**Material for this task**:

--- START ---

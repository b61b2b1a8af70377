//! The `Machine` description and its builder.
//!
//! A machine is immutable once built. Mutation during a run lives entirely
//! in the engine's frame stack; the machine itself is shared (sub-machines
//! are held behind `Arc` so entering one is a cheap clone of the handle).

use std::collections::BTreeMap;
use std::sync::Arc;

use weft_types::{GuardLabel, Payload, StateClass, StateName};

use crate::error::GraphError;

/// One directed edge of a machine.
#[derive(Debug, Clone, PartialEq, Eq)]
pub struct Transition {
    pub source: StateName,
    pub target: StateName,
    /// Trimmed-equality guard; empty means unconditional.
    pub guard: GuardLabel,
}

/// What a declared state is.
#[derive(Debug, Clone)]
pub enum StateDef {
    /// Bound to a routine; the registry resolves the factory by state name.
    Routine,
    /// A nested machine, pushed onto the frame stack on entry.
    SubMachine(Arc<Machine>),
}

/// Immutable description of one workflow state machine.
///
/// Invariants (checked by [`MachineBuilder::build`]):
/// - `__start__` and `__end__` are declared;
/// - every transition endpoint is a declared state;
/// - state names are unique and non-empty;
/// - cycles are legal.
#[derive(Debug, Clone)]
pub struct Machine {
    states: BTreeMap<StateName, StateDef>,
    /// Declaration order of states, for canonical serialization.
    declaration_order: Vec<StateName>,
    /// Outgoing transitions per source, in declaration order.
    transitions: BTreeMap<StateName, Vec<Transition>>,
    /// Total number of transitions, in declaration order across sources.
    transition_order: Vec<(StateName, usize)>,
    /// Opaque per-state metadata from the `data` node attribute.
    state_data: BTreeMap<StateName, Payload>,
}

impl Machine {
    pub fn builder() -> MachineBuilder {
        MachineBuilder::default()
    }

    /// Parses a DOT-subset graph description into a machine.
    pub fn from_dot(source: &str) -> Result<Self, GraphError> {
        crate::dot::parse(source)
    }

    /// Renders the machine in canonical DOT form.
    ///
    /// Canonical form is stable: parsing it back yields a machine with the
    /// same states, the same ordered successors per state, and the same
    /// guards. Nested sub-machines are not expressible in the DOT subset
    /// and render as plain routine states.
    pub fn to_dot(&self) -> String {
        crate::dot::render(self)
    }

    /// Ordered outgoing transitions of `state`; empty when none.
    pub fn successors(&self, state: &StateName) -> &[Transition] {
        self.transitions.get(state).map_or(&[], Vec::as_slice)
    }

    /// Classifies a declared state; `None` for names not in this machine.
    ///
    /// `__end__` is always [`StateClass::Terminal`], regardless of any
    /// routine bound to that name.
    pub fn classify(&self, state: &StateName) -> Option<StateClass> {
        if !self.states.contains_key(state) {
            return None;
        }
        if state.is_end() {
            return Some(StateClass::Terminal);
        }
        match self.states.get(state) {
            Some(StateDef::Routine) => Some(StateClass::Routine),
            Some(StateDef::SubMachine(_)) => Some(StateClass::SubMachine),
            None => None,
        }
    }

    pub fn contains(&self, state: &StateName) -> bool {
        self.states.contains_key(state)
    }

    /// The nested machine behind `state`, when it is a sub-machine.
    pub fn sub_machine(&self, state: &StateName) -> Option<&Arc<Machine>> {
        match self.states.get(state) {
            Some(StateDef::SubMachine(inner)) => Some(inner),
            _ => None,
        }
    }

    /// Opaque `data` attribute of a state, when present.
    pub fn state_data(&self, state: &StateName) -> Option<&Payload> {
        self.state_data.get(state)
    }

    /// Declared states in declaration order.
    pub fn states(&self) -> impl Iterator<Item = &StateName> {
        self.declaration_order.iter()
    }

    pub fn state_count(&self) -> usize {
        self.states.len()
    }

    /// All transitions in declaration order.
    pub fn transitions(&self) -> impl Iterator<Item = &Transition> {
        self.transition_order
            .iter()
            .map(|(source, idx)| &self.transitions[source][*idx])
    }

    pub fn transition_count(&self) -> usize {
        self.transition_order.len()
    }
}

impl PartialEq for Machine {
    /// Machines are equivalent when they declare the same states (with the
    /// same classification and nesting) and the same ordered, guarded
    /// successors per state. Declaration order of states is not significant.
    fn eq(&self, other: &Self) -> bool {
        if self.states.len() != other.states.len() {
            return false;
        }
        for (name, def) in &self.states {
            let matches = match (def, other.states.get(name)) {
                (StateDef::Routine, Some(StateDef::Routine)) => true,
                (StateDef::SubMachine(a), Some(StateDef::SubMachine(b))) => a == b,
                _ => false,
            };
            if !matches {
                return false;
            }
            if self.successors(name) != other.successors(name) {
                return false;
            }
        }
        true
    }
}

impl Eq for Machine {}

// ============================================================================
// Builder
// ============================================================================

/// Builder for [`Machine`]; validation happens in [`MachineBuilder::build`].
#[derive(Debug, Default)]
pub struct MachineBuilder {
    states: Vec<(StateName, StateDef)>,
    transitions: Vec<(StateName, StateName, GuardLabel)>,
    state_data: Vec<(StateName, Payload)>,
}

impl MachineBuilder {
    /// Declares a routine state. Re-declaring an existing routine state is
    /// a no-op (graph descriptions mention the same node many times).
    pub fn state(mut self, name: impl Into<StateName>) -> Self {
        let name = name.into();
        if !self.states.iter().any(|(n, _)| *n == name) {
            self.states.push((name, StateDef::Routine));
        }
        self
    }

    /// Declares a nested sub-machine state.
    ///
    /// A name previously declared implicitly (by a transition or a bare
    /// `state` call) is upgraded in place, so declaration order does not
    /// matter. Declaring two sub-machines under one name is rejected at
    /// [`MachineBuilder::build`].
    pub fn sub_machine(mut self, name: impl Into<StateName>, inner: Machine) -> Self {
        let name = name.into();
        let def = StateDef::SubMachine(Arc::new(inner));
        let existing = self.states.iter().position(|(n, _)| *n == name);
        match existing {
            Some(idx) if matches!(self.states[idx].1, StateDef::Routine) => {
                self.states[idx].1 = def;
            }
            _ => self.states.push((name, def)),
        }
        self
    }

    /// Declares an unconditional transition, implicitly declaring both
    /// endpoints as routine states if they are new.
    pub fn transition(self, source: impl Into<StateName>, target: impl Into<StateName>) -> Self {
        self.guarded(source, target, GuardLabel::unconditional())
    }

    /// Declares a guarded transition, implicitly declaring both endpoints.
    pub fn guarded(
        mut self,
        source: impl Into<StateName>,
        target: impl Into<StateName>,
        guard: impl Into<GuardLabel>,
    ) -> Self {
        let source = source.into();
        let target = target.into();
        self = self.state(source.clone()).state(target.clone());
        self.transitions.push((source, target, guard.into()));
        self
    }

    /// Attaches opaque metadata to a state (the DOT `data` attribute).
    pub fn state_data(mut self, name: impl Into<StateName>, data: Payload) -> Self {
        self.state_data.push((name.into(), data));
        self
    }

    pub fn build(self) -> Result<Machine, GraphError> {
        let mut states = BTreeMap::new();
        let mut declaration_order = Vec::with_capacity(self.states.len());

        for (name, def) in self.states {
            if name.as_str().is_empty() {
                return Err(GraphError::EmptyStateName);
            }
            if name.is_reserved() && matches!(def, StateDef::SubMachine(_)) {
                return Err(GraphError::ReservedSubMachine(name));
            }
            if states.contains_key(&name) {
                // Explicit duplicate declarations with differing definitions
                // are an error; `state()` already deduplicates re-mentions.
                return Err(GraphError::DuplicateState(name));
            }
            declaration_order.push(name.clone());
            states.insert(name, def);
        }

        if !states.contains_key(&StateName::start()) {
            return Err(GraphError::MissingStart);
        }
        if !states.contains_key(&StateName::end()) {
            return Err(GraphError::MissingEnd);
        }

        let mut transitions: BTreeMap<StateName, Vec<Transition>> = BTreeMap::new();
        let mut transition_order = Vec::with_capacity(self.transitions.len());

        for (source, target, guard) in self.transitions {
            if !states.contains_key(&source) {
                return Err(GraphError::UnknownTransitionSource { src: source, target });
            }
            if !states.contains_key(&target) {
                return Err(GraphError::UnknownTransitionTarget { src: source, target });
            }
            let list = transitions.entry(source.clone()).or_default();
            transition_order.push((source.clone(), list.len()));
            list.push(Transition {
                source,
                target,
                guard,
            });
        }

        let state_data = self.state_data.into_iter().collect();

        Ok(Machine {
            states,
            declaration_order,
            transitions,
            transition_order,
            state_data,
        })
    }
}
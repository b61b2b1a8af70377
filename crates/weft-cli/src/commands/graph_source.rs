//! Shared path resolution for graph-consuming commands.

use std::path::PathBuf;

use anyhow::{Context, Result, bail};
use weft_config::ConfigLoader;

/// Resolves the graph path: explicit argument first, then `run.graph`
/// from the configuration.
pub fn resolve_path(path: Option<&str>) -> Result<PathBuf> {
    if let Some(path) = path {
        return Ok(PathBuf::from(path));
    }
    let config = ConfigLoader::new().load_or_default();
    match config.run.graph {
        Some(path) => Ok(path),
        None => bail!("no graph path given and no `run.graph` configured"),
    }
}

/// Reads the graph description at the resolved path.
pub fn read_source(path: Option<&str>) -> Result<(PathBuf, String)> {
    let path = resolve_path(path)?;
    let source = std::fs::read_to_string(&path)
        .with_context(|| format!("Failed to read {}", path.display()))?;
    Ok((path, source))
}
//! The state-routine protocol and the routine registry.
//!
//! A routine is a resumable unit of work: each call to [`Routine::advance`]
//! either yields the next [`Instruction`] or reports completion. The engine
//! instantiates routines fresh on every state entry through factories held
//! in a [`RoutineRegistry`].

use std::collections::BTreeMap;

use weft_types::{Payload, StateName};

use crate::instruction::Instruction;

/// Structured input a routine receives when its state is (re-)entered.
#[derive(Debug, Clone)]
pub struct RoutineInput {
    /// The state being entered.
    pub state: StateName,
    /// Carry payload of the transition that brought execution here.
    pub payload: Option<Payload>,
}

/// One step of a routine's execution.
#[derive(Debug)]
pub enum Step {
    /// The routine produced an instruction and is suspended.
    Yield(Instruction),
    /// The routine has no more instructions.
    Done,
}

/// A resumable state routine.
///
/// The engine calls `advance(None)` to move past entry or a no-reply
/// yield, and `advance(Some(reply))` exactly once after the routine
/// yielded a `request_input`. Errors are reported to the host as `error`
/// instructions and pop the routine's machine.
pub trait Routine {
    fn advance(&mut self, reply: Option<String>) -> Result<Step, anyhow::Error>;
}

/// Factory invoked on every entry into a state.
pub type RoutineFactory = Box<dyn Fn(RoutineInput) -> Box<dyn Routine> + Send + Sync>;

/// Mapping from state name to routine factory.
///
/// Keys are state names, optionally qualified by the sub-machine path they
/// live under (`"options/__start__"`). Resolution walks from the most
/// qualified path down to the bare name, so a routine shared by several
/// machines registers once under its bare name while a sub-machine can
/// shadow it under its own path.
#[derive(Default)]
pub struct RoutineRegistry {
    factories: BTreeMap<String, RoutineFactory>,
}

impl RoutineRegistry {
    pub fn new() -> Self {
        Self::default()
    }

    /// Registers a factory under a (possibly path-qualified) state name.
    pub fn register<F>(mut self, state: impl Into<String>, factory: F) -> Self
    where
        F: Fn(RoutineInput) -> Box<dyn Routine> + Send + Sync + 'static,
    {
        self.factories.insert(state.into(), Box::new(factory));
        self
    }

    pub fn contains(&self, key: &str) -> bool {
        self.factories.contains_key(key)
    }

    pub fn len(&self) -> usize {
        self.factories.len()
    }

    pub fn is_empty(&self) -> bool {
        self.factories.is_empty()
    }

    /// Resolves a state under a sub-machine scope to its factory key.
    ///
    /// Tries `scope[..n]/state` for shrinking `n`, ending with the bare
    /// state name.
    pub(crate) fn resolve(&self, scope: &[StateName], state: &StateName) -> Option<&RoutineFactory> {
        for depth in (0..=scope.len()).rev() {
            let key = Self::qualified_key(&scope[..depth], state);
            if let Some(factory) = self.factories.get(&key) {
                return Some(factory);
            }
        }
        None
    }

    pub(crate) fn qualified_key(scope: &[StateName], state: &StateName) -> String {
        let mut key = String::new();
        for part in scope {
            key.push_str(part.as_str());
            key.push('/');
        }
        key.push_str(state.as_str());
        key
    }

    /// Instantiates the routine bound to `state` under `scope`.
    pub(crate) fn instantiate(
        &self,
        scope: &[StateName],
        input: RoutineInput,
    ) -> Option<Box<dyn Routine>> {
        let factory = self.resolve(scope, &input.state)?;
        Some(factory(input))
    }
}

impl std::fmt::Debug for RoutineRegistry {
    fn fmt(&self, f: &mut std::fmt::Formatter<'_>) -> std::fmt::Result {
        f.debug_struct("RoutineRegistry")
            .field("states", &self.factories.keys().collect::<Vec<_>>())
            .finish()
    }
}
//! Canonical rendering of a graph description.

use anyhow::{Context, Result};
use weft::Machine;

use super::graph_source::read_source;

pub fn run(path: Option<&str>) -> Result<()> {
    let (path, source) = read_source(path)?;
    let machine = Machine::from_dot(&source)
        .with_context(|| format!("Invalid graph in {}", path.display()))?;

    print!("{}", machine.to_dot());
    Ok(())
}
impl Engine {
    /// Builds a routine-driven engine over `machine`.
    ///
    /// Fails when a routine-classified state (of the machine or any nested
    /// sub-machine) has no factory in `registry`.
    pub fn new(machine: Machine, registry: RoutineRegistry) -> Result<Self, EngineError> {
        Self::with_mode(machine, registry, DispatchMode::default())
    }

    /// Builds an engine with an explicit dispatch mode.
    pub fn with_mode(
        machine: Machine,
        registry: RoutineRegistry,
        mode: DispatchMode,
    ) -> Result<Self, EngineError> {
        let mut scope = Vec::new();
        validate_registry(&machine, &mut scope, &registry)?;

        let root = Frame::new(Arc::new(machine), Vec::new(), None);

        Ok(Self {
            stack: vec![root],
            registry,
            mode,
            status: Status::Running,
            pending_reply: None,
        })
    }

    /// Advances execution until there is an instruction for the host or
    /// nothing left to do.
    pub fn next(&mut self) -> Result<Signal, EngineError> {
        match self.status {
            Status::Terminated => return Ok(Signal::Terminated),
            Status::AwaitingReply => return Err(EngineError::PendingInput),
            Status::Running => {}
        }

        loop {
            if self.stack.is_empty() {
                self.status = Status::Terminated;
                return Ok(Signal::Terminated);
            }

            // A machine whose current state is __end__ is finished: pop it.
            // The parent's current state is untouched by the child; its
            // sub-machine state is simply marked complete.
            if self
                .stack
                .last()
                .is_some_and(|frame| frame.current.is_end())
            {
                self.pop_machine();
                debug!(depth = self.stack.len(), "machine reached __end__");
                if self.stack.is_empty() {
                    self.status = Status::Terminated;
                    return Ok(Signal::Instruction(Instruction::notify_level(
                        "info",
                        TERMINAL_MESSAGE,
                    )));
                }
                continue;
            }

            // A frame resumes here after its child machine popped. Unless
            // the child redirected it via parent transition, the
            // sub-machine state finished without yielding a transition and
            // the no-transition rule applies to it.
            if self.stack.last().is_some_and(|frame| frame.child_returned) {
                if let Some(frame) = self.stack.last_mut() {
                    trace!(state = %frame.current, "sub-machine state complete");
                    frame.child_returned = false;
                    frame.current = StateName::end();
                    frame.routine = None;
                    frame.carry = None;
                }
                continue;
            }

            // Entering a sub-machine state pushes a child frame starting at
            // __start__; the carry moves into the child.
            let child = {
                let Some(frame) = self.stack.last_mut() else {
                    continue;
                };
                frame
                    .machine
                    .sub_machine(&frame.current)
                    .map(Arc::clone)
                    .map(|inner| {
                        let mut scope = frame.scope.clone();
                        scope.push(frame.current.clone());
                        Frame::new(inner, scope, frame.carry.take())
                    })
            };
            if let Some(child) = child {
                debug!(depth = self.stack.len() + 1, "entering sub-machine");
                self.stack.push(child);
                continue;
            }

            // Routine states: instantiate lazily, then advance.
            let reply = self.pending_reply.take();
            let step = {
                let Some(frame) = self.stack.last_mut() else {
                    continue;
                };
                if frame.routine.is_none() {
                    let input = RoutineInput {
                        state: frame.current.clone(),
                        payload: frame.carry.take(),
                    };
                    let state_key =
                        RoutineRegistry::qualified_key(&frame.scope, &frame.current);
                    let Some(routine) = self.registry.instantiate(&frame.scope, input) else {
                        return Err(EngineError::UnregisteredRoutine { state: state_key });
                    };
                    trace!(state = %frame.current, "routine instantiated");
                    frame.routine = Some(routine);
                }
                let Some(routine) = frame.routine.as_mut() else {
                    continue;
                };
                routine.advance(reply)
            };

            match step {
                Err(failure) => {
                    let state = self
                        .pop_machine()
                        .map_or_else(StateName::start, |frame| frame.current);
                    debug!(state = %state, "routine failed; machine popped");
                    return Ok(Signal::Instruction(Instruction::error_with(
                        format!("error in state '{state}': {failure}"),
                        json!({ "state": state.as_str(), "exception": failure.to_string() }),
                    )));
                }

                // A routine that finishes without a transition halts its
                // machine: equivalent to transitioning to __end__.
                Ok(Step::Done) => {
                    if let Some(frame) = self.stack.last_mut() {
                        trace!(state = %frame.current, "routine finished without transition");
                        frame.current = StateName::end();
                        frame.routine = None;
                        frame.carry = None;
                    }
                    continue;
                }

                Ok(Step::Yield(instruction)) => match instruction {
                    Instruction::Transition {
                        next_state,
                        label,
                        payload,
                    } => {
                        if let Some(error) = self.commit_transition(next_state, label, payload) {
                            return Ok(Signal::Instruction(error));
                        }
                        continue;
                    }

                    Instruction::ParentTransition {
                        next_state_for_parent,
                        payload,
                    } => {
                        if let Some(error) =
                            self.commit_parent_transition(next_state_for_parent, payload)
                        {
                            return Ok(Signal::Instruction(error));
                        }
                        continue;
                    }

                    Instruction::RequestInput { .. } => {
                        self.status = Status::AwaitingReply;
                        trace!("input requested; engine suspended");
                        return Ok(Signal::Instruction(instruction));
                    }

                    other => {
                        debug_assert!(other.is_host_directed());
                        return Ok(Signal::Instruction(other));
                    }
                },
            }
        }
    }

    /// Supplies the value requested by the last delivered `request_input`.
    ///
    /// Must be called exactly once per request, before the next
    /// [`Engine::next`].
    pub fn reply(&mut self, value: impl Into<String>) -> Result<(), EngineError> {
        if self.status != Status::AwaitingReply {
            return Err(EngineError::UnsolicitedReply);
        }
        self.pending_reply = Some(value.into());
        self.status = Status::Running;
        Ok(())
    }

    /// Current state of the active (top) machine, if any.
    ///
    /// Hosts that want to observe transitions watch this between
    /// deliveries; the engine never emits a transition instruction.
    pub fn current_state(&self) -> Option<&StateName> {
        self.stack.last().map(|frame| &frame.current)
    }

    /// Depth of the machine stack (0 once terminated).
    pub fn depth(&self) -> usize {
        self.stack.len()
    }

    pub fn is_terminated(&self) -> bool {
        self.status == Status::Terminated
    }

    pub fn mode(&self) -> DispatchMode {
        self.mode
    }

    /// Applies a `transition` instruction to the active frame.
    ///
    /// Returns a host-visible `error` instruction when the transition
    /// cannot be committed; the active machine has then been popped.
    fn commit_transition(
        &mut self,
        next_state: Option<StateName>,
        label: Option<String>,
        payload: Option<Payload>,
    ) -> Option<Instruction> {
        let mode = self.mode;
        let frame = self.stack.last_mut()?;
        let state = frame.current.clone();

        let target = if let Some(target) = next_state {
            // Direct target: the graph is consulted only for existence.
            if !frame.machine.contains(&target) {
                self.pop_machine();
                return Some(Instruction::error_with(
                    format!("state '{state}' requested transition to undeclared state '{target}'"),
                    json!({ "state": state.as_str(), "target": target.as_str() }),
                ));
            }
            target
        } else if mode == DispatchMode::GraphDriven {
            match dispatch_by_label(&frame.machine, &state, label.as_deref()) {
                Ok(target) => target,
                Err(error) => {
                    self.pop_machine();
                    return Some(error);
                }
            }
        } else {
            // A target-less transition is a routine bug outside
            // graph-driven mode.
            self.pop_machine();
            return Some(Instruction::error_with(
                format!("state '{state}' yielded a transition without a target"),
                json!({ "state": state.as_str() }),
            ));
        };

        trace!(from = %state, to = %target, "transition");
        frame.carry = if target.is_end() { None } else { payload };
        frame.current = target;
        frame.routine = None;
        None
    }

    /// Applies a `parent_transition`: pops the child machine and redirects
    /// the parent.
    fn commit_parent_transition(
        &mut self,
        target: StateName,
        payload: Option<Payload>,
    ) -> Option<Instruction> {
        let child = self.stack.pop()?;
        debug!(child = %child.current, target = %target, "parent transition");

        let Some(parent) = self.stack.last_mut() else {
            // Top-level parent transition halts the run with no terminal
            // notify.
            return None;
        };

        if !parent.machine.contains(&target) {
            let child_state = child.current;
            self.pop_machine();
            return Some(Instruction::error_with(
                format!(
                    "state '{child_state}' requested parent transition to undeclared state '{target}'"
                ),
                json!({ "state": child_state.as_str(), "target": target.as_str() }),
            ));
        }

        parent.carry = if target.is_end() { None } else { payload };
        parent.current = target;
        parent.routine = None;
        None
    }

    /// Pops the active machine. The new top frame, if any, is told its
    /// child returned so its sub-machine state counts as complete; an
    /// explicit parent redirection bypasses this (see
    /// [`Engine::commit_parent_transition`]).
    fn pop_machine(&mut self) -> Option<Frame> {
        let popped = self.stack.pop();
        if let Some(parent) = self.stack.last_mut() {
            parent.child_returned = true;
        }
        popped
    }
}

--- END ---

**Exercise**:
After reading the listing above, work out how many lines contain "requested" and reply with that number only.

**The answer**:
4